La religión es el opio del pueblo, dijo Karl Marx. El intelectual judío y alemán lo entendió a su manera, en su momento, y con los elementos de que disponía:
el pueblo necesita de la distracción de sus penas para no rebelarse, y qué mejor antídoto contra el ánimo rebelde que la promesa de una vida bendita si se respeta el orden establecido. Obedeced y sed santos. Tal orden, como sabemos, es el que se ha dispuesto y petrificado por parte de los que han tomado ventaja en la vida social de todos los días: hay personas superiores, y otras inferiores, tal vez por voluntad divina o no. Decididamente hay personas superiores por voluntad del ser superior: los reyes son, ni más ni menos, hijos auto-proclamados de Dios, o de algún dios al menos. Y después de los reyes están, han estado históricamente, en la escala de importancia, los líderes religiosos de talla millonaria (de millones de seguidores, se entiende), el Papa entre ellos. Aunque este Papa sea latino y chévere.
De acuerdo: hace rato que la religión dejó de ser tan importante para la humanidad. Es cierto que, desde que la técnica hizo su irrupción en aquellas sociedades todavía hoy más avanzadas (¿un parcito de siglos?), la industria, el comercio, los derechos ciudadanos, el relacionamiento entre las personas de diferente origen, y, en general, la vida occidental, han estado teñidos de aquella palabra que todo significa, todo y nada a la vez: igualdad. El derecho a la igualdad, base del estado de derecho, fundamento de la democracia, sentido de la ley y de todo lo dura que ella pudiere llegar a ser: objeto y fin de la vida en sociedad. La igualdad entre los hombres. Decía que desde que la igualdad hizo su violenta entronización conceptual (de hecho, creo, más política que jurídicamente), como un secreto a voces que se revela en la comunidad, los padres de la Iglesia Católica, en sus países de influencia mayoritaria, han pasado a un lógico segundo plano. ¿Podría no ser así?
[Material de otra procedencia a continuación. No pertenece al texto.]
//! Simple signal statistics over mono samples

/// Level and brightness measurements
#[derive(Debug, Clone, Copy, PartialEq)]
pub struct SignalStats {
    /// Peak absolute amplitude
    pub peak: f32,
    /// Root mean square level
    pub rms: f32,
    /// Sign changes per second
    pub zero_crossing_rate: f32,
}

/// Compute level statistics for a mono signal
pub fn signal_stats(samples: &[f32], sample_rate: u32) -> SignalStats {
    if samples.is_empty() || sample_rate == 0 {
        return SignalStats {
            peak: 0.0,
            rms: 0.0,
            zero_crossing_rate: 0.0,
        };
    }

    let peak = samples.iter().map(|s| s.abs()).fold(0.0f32, f32::max);

    // Accumulate in f64, long files overflow f32 precision
    let sum_sq: f64 = samples.iter().map(|&s| (s as f64) * (s as f64)).sum();
    let rms = (sum_sq / samples.len() as f64).sqrt() as f32;

    let crossings = samples
        .windows(2)
        .filter(|w| (w[0] >= 0.0) != (w[1] >= 0.0))
        .count();
    let seconds = samples.len() as f32 / sample_rate as f32;

    SignalStats {
        peak,
        rms,
        zero_crossing_rate: crossings as f32 / seconds,
    }
}
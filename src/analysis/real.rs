//! Decoding analyzer
//!
//! Decodes the file, measures level statistics and, unless disabled,
//! estimates tempo and key.

use super::decode::decode_to_mono;
use super::features::signal_stats;
use super::tempo::detect_tempo;
use super::traits::SoundAnalyzer;
use crate::model::SoundMetadata;
use anyhow::{Context, Result};
use std::path::Path;

/// Analyzer that decodes audio and extracts features
pub struct RealAnalyzer {
    /// Whether to run tempo/key detection
    detect_tempo: bool,
    /// Minimum BPM for detection range
    min_bpm: f32,
    /// Maximum BPM for detection range
    max_bpm: f32,
    /// Upper bound on decoded audio per file
    max_decode_secs: f32,
}

impl RealAnalyzer {
    pub fn new() -> Self {
        Self {
            detect_tempo: true,
            min_bpm: 70.0,
            max_bpm: 170.0,
            max_decode_secs: 120.0,
        }
    }

    /// Create analyzer with custom BPM range
    pub fn with_bpm_range(mut self, min: f32, max: f32) -> Self {
        self.min_bpm = min;
        self.max_bpm = max;
        self
    }

    /// Enable or disable tempo/key detection
    pub fn with_tempo(mut self, enable: bool) -> Self {
        self.detect_tempo = enable;
        self
    }

    /// Limit how much audio is decoded per file
    pub fn with_max_decode_secs(mut self, secs: f32) -> Self {
        self.max_decode_secs = secs;
        self
    }
}

impl Default for RealAnalyzer {
    fn default() -> Self {
        Self::new()
    }
}

impl SoundAnalyzer for RealAnalyzer {
    fn analyze(&self, audio_path: &Path) -> Result<SoundMetadata> {
        log::debug!("Analyzing: {:?}", audio_path);

        let size_bytes = std::fs::metadata(audio_path)
            .with_context(|| format!("Failed to stat {:?}", audio_path))?
            .len();

        let audio = decode_to_mono(audio_path, self.max_decode_secs)?;
        let stats = signal_stats(&audio.samples, audio.sample_rate);

        let mut record = SoundMetadata::for_file(audio_path, size_bytes);
        record.duration_secs = Some(audio.duration_secs);
        record.sample_rate = Some(audio.sample_rate);
        record.channels = Some(audio.channels);
        record.peak = Some(stats.peak);
        record.rms = Some(stats.rms);
        record.zero_crossing_rate = Some(stats.zero_crossing_rate);

        // Tempo is best-effort: a decodable file is still a successful analysis
        if self.detect_tempo {
            match detect_tempo(&audio.samples, audio.sample_rate, self.min_bpm, self.max_bpm) {
                Ok(tempo) => {
                    log::debug!(
                        "Tempo {:.1} BPM, key {} for {:?}",
                        tempo.bpm,
                        tempo.key.as_deref().unwrap_or("unknown"),
                        audio_path
                    );
                    record.bpm = Some(tempo.bpm);
                    record.key = tempo.key;
                }
                Err(e) => {
                    log::warn!("Tempo detection failed for {:?}: {}", audio_path, e);
                }
            }
        }

        Ok(record)
    }

    fn name(&self) -> &'static str {
        "real"
    }
}

#[cfg(test)]
mod tests {
    use super::*;

    #[test]
    fn test_analysis_requires_file() {
        let result = RealAnalyzer::new().analyze(Path::new("/nonexistent/file.mp3"));
        assert!(result.is_err());
    }

    #[test]
    fn test_corrupt_file_fails() {
        let dir = tempfile::TempDir::new().unwrap();
        let path = dir.path().join("b.wav");
        std::fs::write(&path, b"corrupt").unwrap();

        let result = RealAnalyzer::new().with_tempo(false).analyze(&path);
        assert!(result.is_err());
    }
}
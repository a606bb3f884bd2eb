//! Analyzer configuration

use crate::analysis::{RealAnalyzer, SoundAnalyzer, StubAnalyzer};
use crate::error::{Result, SoundboyError};
use crate::pool::{WorkerPool, DEFAULT_POOL_SIZE};
use crate::store::{self, SoundStore};
use std::path::PathBuf;
use std::sync::Arc;

/// Configuration for the analysis service
#[derive(Debug, Clone)]
pub struct AnalyzerConfig {
    /// Number of analysis workers
    pub pool_size: usize,

    /// JSON-lines store file (None = in-memory store)
    pub store_path: Option<PathBuf>,

    /// Whether to run tempo/key detection
    pub detect_tempo: bool,

    pub min_bpm: f32,
    pub max_bpm: f32,

    /// Upper bound on decoded audio per file, in seconds
    pub max_decode_secs: f32,

    /// Record file-level data only, without decoding
    pub quick: bool,
}

impl AnalyzerConfig {
    pub fn new() -> Self {
        Self {
            pool_size: DEFAULT_POOL_SIZE,
            store_path: None,
            detect_tempo: true,
            min_bpm: 70.0,
            max_bpm: 170.0,
            max_decode_secs: 120.0,
            quick: false,
        }
    }

    /// Set the number of workers
    pub fn with_pool_size(mut self, size: usize) -> Self {
        self.pool_size = size;
        self
    }

    /// Persist records to a JSON-lines file; `~` is expanded
    pub fn with_store_path(mut self, path: impl AsRef<str>) -> Self {
        let expanded = shellexpand::tilde(path.as_ref()).to_string();
        self.store_path = Some(PathBuf::from(expanded));
        self
    }

    pub fn with_tempo(mut self, enable: bool) -> Self {
        self.detect_tempo = enable;
        self
    }

    pub fn with_bpm_range(mut self, min: f32, max: f32) -> Self {
        self.min_bpm = min;
        self.max_bpm = max;
        self
    }

    pub fn with_max_decode_secs(mut self, secs: f32) -> Self {
        self.max_decode_secs = secs;
        self
    }

    /// Skip decoding entirely
    pub fn with_quick(mut self, quick: bool) -> Self {
        self.quick = quick;
        self
    }

    /// Check the values before anything is built
    pub fn validate(&self) -> Result<()> {
        if self.pool_size == 0 {
            return Err(SoundboyError::Config(
                "worker pool size must be at least 1".to_string(),
            ));
        }
        if !(self.min_bpm > 0.0 && self.min_bpm < self.max_bpm) {
            return Err(SoundboyError::Config(format!(
                "invalid BPM range {}-{}",
                self.min_bpm, self.max_bpm
            )));
        }
        if self.max_decode_secs <= 0.0 {
            return Err(SoundboyError::Config(
                "max decode length must be positive".to_string(),
            ));
        }
        Ok(())
    }

    /// Analyzer selected by this configuration
    pub fn analyzer(&self) -> Arc<dyn SoundAnalyzer> {
        if self.quick {
            log::info!("Using stub analyzer (quick mode, no decoding)");
            Arc::new(StubAnalyzer::new())
        } else {
            log::info!(
                "Using real analyzer (tempo: {}, range {}-{} BPM)",
                if self.detect_tempo { "on" } else { "off" },
                self.min_bpm,
                self.max_bpm
            );
            Arc::new(
                RealAnalyzer::new()
                    .with_tempo(self.detect_tempo)
                    .with_bpm_range(self.min_bpm, self.max_bpm)
                    .with_max_decode_secs(self.max_decode_secs),
            )
        }
    }

    pub fn open_store(&self) -> Result<Arc<dyn SoundStore>> {
        store::open_store(self.store_path.clone())
    }

    /// Build the worker pool with this configuration's analyzer and store
    pub fn build_pool(&self) -> Result<WorkerPool> {
        self.validate()?;
        WorkerPool::new(self.pool_size, self.analyzer(), self.open_store()?)
    }
}

impl Default for AnalyzerConfig {
    fn default() -> Self {
        Self::new()
    }
}

#[cfg(test)]
mod tests {
    use super::*;
    use tempfile::tempdir;

    #[test]
    fn test_defaults() {
        let config = AnalyzerConfig::default();
        assert_eq!(config.pool_size, 8);
        assert!(config.store_path.is_none());
        assert!(config.detect_tempo);
        assert!(config.validate().is_ok());
    }

    #[test]
    fn test_invalid_values_rejected() {
        assert!(AnalyzerConfig::new().with_pool_size(0).validate().is_err());
        assert!(AnalyzerConfig::new()
            .with_bpm_range(180.0, 90.0)
            .validate()
            .is_err());
        assert!(AnalyzerConfig::new()
            .with_max_decode_secs(0.0)
            .validate()
            .is_err());
    }

    #[test]
    fn test_tilde_expanded() {
        let config = AnalyzerConfig::new().with_store_path("~/sounds.jsonl");
        let path = config.store_path.unwrap();
        assert!(path.ends_with("sounds.jsonl"));
        if std::env::var_os("HOME").is_some() {
            assert!(!path.to_string_lossy().starts_with('~'));
        }
    }

    #[test]
    fn test_quick_selects_stub() {
        assert_eq!(AnalyzerConfig::new().with_quick(true).analyzer().name(), "stub");
        assert_eq!(AnalyzerConfig::new().analyzer().name(), "real");
    }

    #[test]
    fn test_build_pool_with_file_store() {
        let dir = tempdir().unwrap();
        let path = dir.path().join("sounds.jsonl");
        let config = AnalyzerConfig::new()
            .with_pool_size(2)
            .with_store_path(path.to_string_lossy());

        let pool = config.build_pool().unwrap();
        assert_eq!(pool.size(), 2);
    }
}
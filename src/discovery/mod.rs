//! Sound file discovery

mod scanner;

pub use scanner::{enumerate, is_sound_file, SOUND_EXTENSIONS};
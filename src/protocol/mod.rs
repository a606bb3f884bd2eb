//! Channel-based request/response messaging
//!
//! Requests name a channel and carry a unique response channel. Every
//! response for that request comes back on the response channel, so any
//! number of requests can be in flight on one connection. Streaming
//! requests end with a response marked `done`.

mod client;
pub mod codec;
mod message;
mod registry;
mod server;
pub mod transport;

pub use client::{IpcClient, ResponseStream};
pub use message::{channels, response_channel_for, ProtocolMessage, Request, Response};
pub use server::{Reply, Responder};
Pero, todavía tienen poder, especialmente en naciones en las que ocurre un fenómeno curioso, algo que no deja de ser problemático: el Papa y su séquito tienen poder e influencia en aquellos lugares en los que, en verdad, se cree más en Dios, o siquiera en su imagen. La cosa está en que en esos lugares en los que se cree tanto en Dios, como en Colombia, su presencia no se siente tanto. No creo que haya lugares de ateos (pragmáticos o perezosos, según se vea), o de agnósticos (supuestos racionalistas en asuntos vedados a la razón), en los que se dé más violencia que en aquellos lugares en los que la fe religiosa es tan potente como para que unos vivos idioticen con ella a otros. Me explico y aclaro antes de la confusión: una cosa es creer en Dios y otra, muy distinta, en sus publicistas. (Y con esto trato de explicarme de paso por qué tanta gente está aburrida con eso del Papa aquí: quizás se trata de unos exhibicionistas que quieren ir en contra de todo, quizás no).
Dejo a cada quien la potestad de decirse qué es Dios, o dios, y cómo se cree en él, o en ella. Y para qué sirve eso, si sirve de algo. Lo importante aquí es reflexionar sobre por qué en estos lugares donde las cuestiones religiosas son tan redituables, tan mediables en dinero y poder para “los despiertos” (como dice la Biblia), hay tanta violencia y pobreza (que es en sí una forma de violencia); las que, a su vez, requieren ser tratadas con fe, mediante la profesión de fe, con la ayuda de pastores -vividores o no- o ya del propio Papa del Vaticano. ¿No será que en verdad la sucesión de la violencia y de su cura, la dosis del dios de los profetas, constituyen un círculo vicioso, un vicio, como el opio del que hablaba Marx, que permite que todo no se caiga, solo porque así deben ser las cosas?